▼

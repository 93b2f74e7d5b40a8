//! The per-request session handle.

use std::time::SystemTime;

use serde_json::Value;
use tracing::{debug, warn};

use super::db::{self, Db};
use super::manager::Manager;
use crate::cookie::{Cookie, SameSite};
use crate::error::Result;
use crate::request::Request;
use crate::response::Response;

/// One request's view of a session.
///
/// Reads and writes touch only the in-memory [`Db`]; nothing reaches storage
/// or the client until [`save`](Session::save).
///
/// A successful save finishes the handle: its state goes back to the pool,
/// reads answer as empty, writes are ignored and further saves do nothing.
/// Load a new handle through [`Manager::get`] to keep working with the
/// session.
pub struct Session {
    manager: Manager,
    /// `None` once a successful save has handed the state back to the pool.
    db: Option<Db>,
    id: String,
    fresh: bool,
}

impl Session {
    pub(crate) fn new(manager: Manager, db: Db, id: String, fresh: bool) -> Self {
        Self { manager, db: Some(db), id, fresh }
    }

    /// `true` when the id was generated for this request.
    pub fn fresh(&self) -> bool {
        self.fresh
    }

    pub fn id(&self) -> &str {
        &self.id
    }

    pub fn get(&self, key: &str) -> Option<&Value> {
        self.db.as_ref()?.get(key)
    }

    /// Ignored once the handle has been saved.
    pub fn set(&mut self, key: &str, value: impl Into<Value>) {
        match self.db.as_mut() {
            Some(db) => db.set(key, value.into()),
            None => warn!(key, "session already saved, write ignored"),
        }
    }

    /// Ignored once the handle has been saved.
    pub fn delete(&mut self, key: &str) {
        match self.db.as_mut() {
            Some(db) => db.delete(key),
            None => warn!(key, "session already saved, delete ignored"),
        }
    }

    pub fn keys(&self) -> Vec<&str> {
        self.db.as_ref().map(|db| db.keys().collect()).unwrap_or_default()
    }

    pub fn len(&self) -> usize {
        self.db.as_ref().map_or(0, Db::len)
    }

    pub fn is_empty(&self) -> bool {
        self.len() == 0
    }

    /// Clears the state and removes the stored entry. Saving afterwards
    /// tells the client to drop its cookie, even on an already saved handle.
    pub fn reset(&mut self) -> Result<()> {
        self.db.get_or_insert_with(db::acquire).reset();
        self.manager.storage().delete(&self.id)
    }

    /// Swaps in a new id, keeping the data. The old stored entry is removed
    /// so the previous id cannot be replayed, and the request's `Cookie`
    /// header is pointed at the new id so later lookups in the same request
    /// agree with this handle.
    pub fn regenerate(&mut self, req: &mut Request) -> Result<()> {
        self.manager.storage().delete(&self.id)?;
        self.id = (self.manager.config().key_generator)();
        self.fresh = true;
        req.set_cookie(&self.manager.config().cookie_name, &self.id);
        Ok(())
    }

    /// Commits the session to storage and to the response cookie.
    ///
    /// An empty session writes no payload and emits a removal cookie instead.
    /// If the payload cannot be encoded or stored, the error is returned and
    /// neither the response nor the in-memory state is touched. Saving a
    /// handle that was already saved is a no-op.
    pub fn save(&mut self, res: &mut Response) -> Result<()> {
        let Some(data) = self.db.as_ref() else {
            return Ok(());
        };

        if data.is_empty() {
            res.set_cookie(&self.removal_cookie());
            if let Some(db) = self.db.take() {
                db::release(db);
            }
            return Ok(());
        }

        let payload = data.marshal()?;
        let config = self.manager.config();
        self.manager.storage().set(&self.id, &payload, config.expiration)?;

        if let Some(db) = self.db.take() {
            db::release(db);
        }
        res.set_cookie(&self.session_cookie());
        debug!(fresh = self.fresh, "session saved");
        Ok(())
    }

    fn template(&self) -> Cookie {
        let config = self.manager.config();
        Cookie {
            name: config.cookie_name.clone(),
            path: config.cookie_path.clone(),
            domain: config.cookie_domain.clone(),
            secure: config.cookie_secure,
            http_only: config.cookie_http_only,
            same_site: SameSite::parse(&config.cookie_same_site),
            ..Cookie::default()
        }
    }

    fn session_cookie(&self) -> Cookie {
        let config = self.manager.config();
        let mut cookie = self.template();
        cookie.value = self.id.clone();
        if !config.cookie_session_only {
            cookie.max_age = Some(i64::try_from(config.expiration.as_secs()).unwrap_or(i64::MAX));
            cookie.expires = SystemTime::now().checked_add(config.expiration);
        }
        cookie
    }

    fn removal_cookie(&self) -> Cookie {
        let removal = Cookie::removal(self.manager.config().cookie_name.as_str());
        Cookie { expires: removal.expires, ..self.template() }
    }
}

▲
▼

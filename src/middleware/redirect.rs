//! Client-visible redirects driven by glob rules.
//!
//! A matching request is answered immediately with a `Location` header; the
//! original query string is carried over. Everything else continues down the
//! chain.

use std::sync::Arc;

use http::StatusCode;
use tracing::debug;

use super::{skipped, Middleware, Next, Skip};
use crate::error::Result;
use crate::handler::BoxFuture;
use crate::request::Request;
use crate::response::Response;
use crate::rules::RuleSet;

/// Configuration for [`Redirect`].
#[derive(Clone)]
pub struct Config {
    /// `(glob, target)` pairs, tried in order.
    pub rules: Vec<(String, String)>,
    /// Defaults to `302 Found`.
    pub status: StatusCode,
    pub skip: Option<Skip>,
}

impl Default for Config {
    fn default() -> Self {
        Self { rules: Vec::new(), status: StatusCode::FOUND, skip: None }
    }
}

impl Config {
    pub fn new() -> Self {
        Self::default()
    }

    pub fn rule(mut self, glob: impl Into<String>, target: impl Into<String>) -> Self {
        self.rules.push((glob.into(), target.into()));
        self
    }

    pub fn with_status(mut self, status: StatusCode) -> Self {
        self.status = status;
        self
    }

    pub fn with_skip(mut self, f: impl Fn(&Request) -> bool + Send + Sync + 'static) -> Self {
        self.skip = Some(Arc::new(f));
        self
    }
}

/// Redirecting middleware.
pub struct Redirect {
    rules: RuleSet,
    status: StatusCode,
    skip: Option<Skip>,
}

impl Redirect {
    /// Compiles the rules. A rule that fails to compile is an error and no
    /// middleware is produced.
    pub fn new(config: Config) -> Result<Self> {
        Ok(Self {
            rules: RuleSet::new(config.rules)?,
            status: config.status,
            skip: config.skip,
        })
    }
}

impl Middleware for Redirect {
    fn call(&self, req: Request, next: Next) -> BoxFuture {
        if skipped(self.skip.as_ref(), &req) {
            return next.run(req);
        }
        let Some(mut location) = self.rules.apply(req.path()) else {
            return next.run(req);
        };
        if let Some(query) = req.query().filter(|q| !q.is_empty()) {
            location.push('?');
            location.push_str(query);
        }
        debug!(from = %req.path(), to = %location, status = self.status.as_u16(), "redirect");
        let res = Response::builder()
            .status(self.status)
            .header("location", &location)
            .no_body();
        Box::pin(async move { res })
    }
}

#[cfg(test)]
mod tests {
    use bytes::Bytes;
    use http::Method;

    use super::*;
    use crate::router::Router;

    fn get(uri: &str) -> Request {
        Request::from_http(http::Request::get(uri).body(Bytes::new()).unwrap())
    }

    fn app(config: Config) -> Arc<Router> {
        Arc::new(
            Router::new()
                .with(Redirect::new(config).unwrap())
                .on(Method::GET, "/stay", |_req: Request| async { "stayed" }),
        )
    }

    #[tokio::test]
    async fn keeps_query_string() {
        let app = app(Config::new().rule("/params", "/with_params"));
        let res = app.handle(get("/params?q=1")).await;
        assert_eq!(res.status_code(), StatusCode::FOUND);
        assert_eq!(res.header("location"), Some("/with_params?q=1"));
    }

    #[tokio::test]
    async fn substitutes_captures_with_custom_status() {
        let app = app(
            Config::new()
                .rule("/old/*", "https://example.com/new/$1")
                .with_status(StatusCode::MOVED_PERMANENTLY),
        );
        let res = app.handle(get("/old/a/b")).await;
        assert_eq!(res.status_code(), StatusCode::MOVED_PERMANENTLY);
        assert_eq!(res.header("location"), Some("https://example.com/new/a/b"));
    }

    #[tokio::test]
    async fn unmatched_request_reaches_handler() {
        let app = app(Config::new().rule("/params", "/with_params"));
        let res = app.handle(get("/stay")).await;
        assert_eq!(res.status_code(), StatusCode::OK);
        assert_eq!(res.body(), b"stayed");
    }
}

▲

_To do:_ Pick out each line above that includes "true" and show it.

_Solution to the exercise:_
    /// `true` when the id was generated for this request.
        self.fresh = true;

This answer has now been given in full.